Why are you even posting on these boards? This doesn't concern you at all and as the Portugal scouting thread in N&A has deteriorated and turned nastier by the post, so has your posting. Also, insults aren't tolerated in YA.
First of all, the Heskey comparison was not a quality comparison, it was about the style Altidore is being asked to play. Reading is fundamental. Secondly, at the age of 24, Drogba was a back-up forward for Guingamp with all of three top flight goals to his name. Put that fact in your pipe and smoke it.
Indeed. Having read some of the things going on on the Sunderland boards, I am just glad most BS posters don't speak German
@CDPontaDelgada I bet you're the kind of guy everyone loves to have a beer with. And by everyone, I mean no one.

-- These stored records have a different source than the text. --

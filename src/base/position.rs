//! Module for tracking positions within a source.

use std::{fmt::Display, sync::Arc};

use getset::{CopyGetters, Getters};

/// Pointing to a particular location in a named source.
///
/// The column counts the bytes consumed since the last newline, both line and column start at 1.
#[cfg_attr(feature = "serde", derive(serde::Serialize, serde::Deserialize))]
#[derive(Debug, Clone, PartialEq, Eq, PartialOrd, Ord, Hash, Getters, CopyGetters)]
pub struct Position {
    /// Get the line number of the position (starts at 1).
    #[get_copy = "pub"]
    line: usize,

    /// Get the column number of the position (starts at 1).
    #[get_copy = "pub"]
    column: usize,

    /// Get the display name of the source the position is located in.
    #[get = "pub"]
    file_name: Arc<str>,
}

impl Position {
    /// Create a position at the given line and column.
    #[must_use]
    pub fn new(file_name: impl Into<Arc<str>>, line: usize, column: usize) -> Self {
        Self {
            line,
            column,
            file_name: file_name.into(),
        }
    }

    /// Create a position pointing at the very first byte of a source.
    #[must_use]
    pub fn start(file_name: impl Into<Arc<str>>) -> Self {
        Self::new(file_name, 1, 1)
    }

    /// Moves the position one byte to the right.
    pub(crate) fn advance_column(&mut self) {
        self.column += 1;
    }

    /// Moves the position to the start of the next line.
    pub(crate) fn new_line(&mut self) {
        self.line += 1;
        self.column = 1;
    }
}

impl Display for Position {
    fn fmt(&self, f: &mut std::fmt::Formatter<'_>) -> std::fmt::Result {
        write!(f, "{}:{}:{}", self.file_name, self.line, self.column)
    }
}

No, the reason I defend him to a degree is because some folks are drunk on reactionary hyperbole and Chicken Little soothsaying. But that aside, I would love to hear your take on the points I made.
A back up? He played their one year, hit 17 league goals which moved him to Marseille. So no he wasn't a back up. No need to make shit up
Sorry, but he played there 1 1/2 seasons. And when he arrived to Guingamp in January 2002, he did not even dress for a month. Then, he was in the strike rotation for the last 11 games of the season, which he ended at age 24 with... three Ligue 1 goals (and zero international caps) in his career bank. http://www.transfermarkt.com/en/didier-drogba/leistungsdaten/spieler_3924_2001.html Drogba played 808 minutes that half-season, an average of 54 minutes for each of the 15 league matches he was on the roster. If you have any legit quibble at all, perhaps back-up was not the right term; we will go with platoon player instead. This edit changes nada, point stands.
I posted that because at 24 he was their main striker. Scored a lot of goals, won a contract at Marseille and the year after a massive move to Chelsea. Quite why any Drogba comparison has been brought up in a thread about Altidore is bizzare. Jozy is a very average striker going in a totally different direction. Nothing against the guy, hope he finds his level and sticks to it.
The Associated Press ran a new story two days ago where Jürgen Klinsmann expressed his concerned on the lack of playing time for Jozy Altidore at Sunderland. Altidore's Playing Time A Concern For Klinsmann [April 17, 2014 @ 6:50PM EDT] http://bigstory.ap.org/article/altidores-playing-time-concern-klinsmann
I see your gloomy article and raise you an article in which Klinsmann publicly infers that Altidore's issues are not primarily because of Altidore. http://www.mlssoccer.com/worldcup/2...-struggling-jozy-altidore-no-risk-missing-usm
That's interesting. The article ran by mlssocer.com came one day after the Associated Press published this story. Separately, from the article published by mlssocer.com, Jürgen Klinsmann is trying to boost Jozy Altidore's morale with positive statements in a difficult situation he's facing at Sunderland.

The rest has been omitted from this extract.